Clearly, he had a tremendous impact on me. He made me feel I could do anything, and empowered me to follow my dreams. In fact, both of my parents inculcated that mindset in our upbringing.
And so I followed my dreams and became a medical doctor, treating patients of my own. And yet…I still don’t see myself as a natural speaker or a translator. I am, however, passionate about education to further people’s knowledge of the Jewish past, and like my father I feel a sense of responsibility to testify to the world about what happened.
Now, with the hindsight of a mature adult, I marvel more and more at my mother’s inner strength. She was the parent who was rather formidable in sorting practicalities out so efficiently, keeping us selflessly on the straight and narrow path emotionally and socially.
She did this by sharing our grief and showing strong leadership. In fact, as a child I always knew there was something special about my father because my mother was always protective of him, despite the fact that she herself was a hidden child who was arrested and questioned by the Gestapo in Annemasse, France.
My mother never told my father her story; she felt he had suffered more and she didn’t want to burden him further. After all, they were both busy rebuilding their lives in Munich with no family support.
* * * * *
To this day, something I cannot reconcile myself to is the evil that can exist in humankind. Hermann Göring, the second most powerful man in Nazi Germany, for example, was by night a loving father and doting husband and by day an engineer of a mass murder machine.
As a daughter of two survivors who is now a mother and grandmother herself, I repeatedly ask myself what makes a man turn in such a way. How is it humanly possible? And yet we continue to see grievous acts of bloodshed today in the form of terrorism and racial violence. And we see anti-Semitism and anti-Zionist rhetoric on university campuses along with the proliferation of the BDS movement.
The very fact that just a few weeks ago the United Nations – at a time when terrorism is rampant around the world and terrorists stab innocent Jewish civilians in Israel on an almost daily basis – passed ten resolutions against Israel shows how much work we have ahead of us.

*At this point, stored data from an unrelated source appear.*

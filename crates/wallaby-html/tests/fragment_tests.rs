//! Fragment-context parsing tests.

use wallaby_html::dom::{Namespace, NodeId, NodeType};
use wallaby_html::test_format::to_test_format;
use wallaby_html::{FragmentContext, ParseOptions, parse_document};

fn parse_fragment(context: FragmentContext, html: &str) -> wallaby_html::dom::DomTree {
    let opts = ParseOptions {
        fragment_context: Some(context),
        ..ParseOptions::default()
    };
    parse_document(html, &opts).unwrap().tree
}

#[test]
fn fragment_root_is_a_document_fragment() {
    let tree = parse_fragment(FragmentContext::html("div"), "<p>x</p>");
    assert!(matches!(
        tree.get(NodeId::ROOT).unwrap().node_type,
        NodeType::DocumentFragment
    ));
}

#[test]
fn div_context_parses_phrasing_content() {
    let tree = parse_fragment(FragmentContext::html("div"), "<p>one</p><p>two</p>");
    assert_eq!(
        to_test_format(&tree),
        "\
| <p>
|   \"one\"
| <p>
|   \"two\"
"
    );
}

#[test]
fn no_synthetic_skeleton_in_fragments() {
    let tree = parse_fragment(FragmentContext::html("div"), "x");
    // Just the text; no html/head/body wrapper survives.
    assert_eq!(to_test_format(&tree), "| \"x\"\n");
}

#[test]
fn tr_context_builds_cells() {
    let tree = parse_fragment(FragmentContext::html("tr"), "<td>A</td><td>B</td>");
    assert_eq!(
        to_test_format(&tree),
        "\
| <td>
|   \"A\"
| <td>
|   \"B\"
"
    );
}

#[test]
fn tbody_context_builds_rows() {
    let tree = parse_fragment(FragmentContext::html("tbody"), "<tr><td>A</td></tr>");
    assert_eq!(
        to_test_format(&tree),
        "\
| <tr>
|   <td>
|     \"A\"
"
    );
}

#[test]
fn td_context_drops_stray_cell_tags() {
    let tree = parse_fragment(FragmentContext::html("td"), "<td>x</td>");
    assert_eq!(to_test_format(&tree), "| \"x\"\n");
}

#[test]
fn textarea_context_is_rcdata() {
    let tree = parse_fragment(FragmentContext::html("textarea"), "x<div>y");
    // Everything is text; the div never becomes an element.
    assert_eq!(to_test_format(&tree), "| \"x<div>y\"\n");
}

#[test]
fn script_context_is_raw_text() {
    let tree = parse_fragment(FragmentContext::html("script"), "a<!--b");
    assert_eq!(to_test_format(&tree), "| \"a<!--b\"\n");
}

#[test]
fn svg_context_parses_foreign_content() {
    let context = FragmentContext {
        tag_name: "svg".to_string(),
        namespace: Some(Namespace::Svg),
    };
    let tree = parse_fragment(context, "<circle r=\"1\"/><rect/>");
    assert_eq!(
        to_test_format(&tree),
        "\
| <svg circle>
|   r=\"1\"
| <svg rect>
"
    );
}

#[test]
fn template_context_collects_table_rows() {
    let tree = parse_fragment(FragmentContext::html("template"), "<tr><td>x</td></tr>");
    assert_eq!(
        to_test_format(&tree),
        "\
| <tr>
|   <td>
|     \"x\"
"
    );
}

#[test]
fn end_tag_for_html_in_fragment_is_reported() {
    let opts = ParseOptions {
        fragment_context: Some(FragmentContext::html("html")),
        collect_errors: true,
        ..ParseOptions::default()
    };
    let output = parse_document("<body></body></html><!--late-->", &opts).unwrap();
    // The fragment still parses; the stray end tag is observational.
    assert!(!output.tree.children(NodeId::ROOT).is_empty());
}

The translation of The Long Night is my way of honoring my father’s desire that the world should never forget how easily goodness can be threatened in the most brutal way.
* * * * *
My father’s message to his little brother continues to inspire me. I quote that message as it appears in the book:
I will continue to write because my little brother’s voice is still ringing in my ears; because you were suffocated, you with your happy heart, with your serious child’s eyes with which you watched over my shoulder as I was reading. For you, dear brother, with your innocent eyes which were barbarically extinguished in Auschwitz. You look at me in the darkness when I lie awake, and your eyes warn me, “Don’t forget!” For you I will have sleepless nights, my little brother. For you I will tell the story of the long, bloody night.
We, the next generation, are retelling the story, and we will continue to do so.
I am grateful that just a few months ago the English edition of The Long Night was published by The Toby Press. To our delight, the prime minister of the United Kingdom, Rt. Hon. David Cameron, gave us a letter of praise which was included in the beginning of the book.